The sad final days of the Deutschmark and the meaninglessness of economic league tablesby John Plender / May 20, 1998 / Leave a comment
So it’s goodbye to the once mighty Deutschmark. After last month’s grudging fiat from European central bankers, economic and monetary union is inevitable. Schadenfreude all round, as the Bundesbank is condemned to the status of a sub-post office in the European central banking system.
This abandonment of national currencies is clearly momentous. But European idealists should not let it go to their heads. Emu’s origins, remember, lie in French economic diplomacy that could fairly be described as war by other means.

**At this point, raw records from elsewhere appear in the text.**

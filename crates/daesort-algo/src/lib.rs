//! # daesort-algo: structural passes over DAE models
//!
//! Sorting, causalization and elimination passes operating on
//! [`daesort_core::OcpModel`].
//!
//! ## Modules
//!
//! - [`structural`]: dependency patterns, matching, Dulmage-Mendelsohn
//!   decomposition, BLT ordering, block classification and solving
//! - [`passes`]: the model-level passes ([`Causalizer`], [`StructuralPasses`])
//! - [`scaling`]: numeric row scaling of the explicit ODE
//!
//! ## Example
//!
//! ```rust
//! use daesort_algo::StructuralPasses;
//! use daesort_core::{Category, OcpModel};
//!
//! let mut model = OcpModel::new();
//! let x1 = model.declare("x1", Category::State).unwrap();
//! let x2 = model.declare("x2", Category::State).unwrap();
//! let (x1v, x1d) = (model.registry.get(x1).var, model.registry.get(x1).der);
//! let (x2v, x2d) = (model.registry.get(x2).var, model.registry.get(x2).der);
//! let e1 = model.graph.sub(x1d, x2v);
//! let e2 = model.graph.add(x2d, x1v);
//! model.push_implicit_equation(e1);
//! model.push_implicit_equation(e2);
//!
//! model.make_explicit().unwrap();
//! assert!(model.implicit.is_empty());
//! assert_eq!(model.explicit.num_equations(), 2);
//! ```

pub mod passes;
pub mod scaling;
pub mod structural;

pub use passes::{CausalizationReport, CausalizeConfig, Causalizer, StructuralPasses};
pub use scaling::{row_scale_factors, scale_equations};
pub use structural::{
    BlockDecomposer, BlockOracle, BlockSolver, BltOrdering, Decomposition, DependencyAnalyzer,
    DependencyPattern, DependentEliminator, DifferentialSplit, DulmageMendelsohn,
    EquationClassifier, Matching,
};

I first understood this when I interviewed the then head of the Bundesbank, Karl Otto P?hl, for the BBC’s Money Programme in the late 1980s. Having mouthed economic platitudes on screen, the great man opened up once he knew the cameras had stopped rolling. Emu was all a French plot, he said, to knock him off his perch and muscle in on the Bundesbank’s monetary act.
In the event it was Helmut Kohl who did for Karl Otto by imposing unification on terms that outraged the Bundesbank boss. But the Bundesbank had its revenge on the French by insisting that Emu should be underpinned by the least accountable central bank of all time. That is the price Europe must now pay for Deutschmark extinction.
A curious postscript is that the Bundesbank has acquired devaluationist instincts in its twilight months. We have even had an explicit Deutschmark devaluation in the European exchange rate mechanism against the humble Irish punt. No one noticed. It was, of course, described as an Irish revaluation.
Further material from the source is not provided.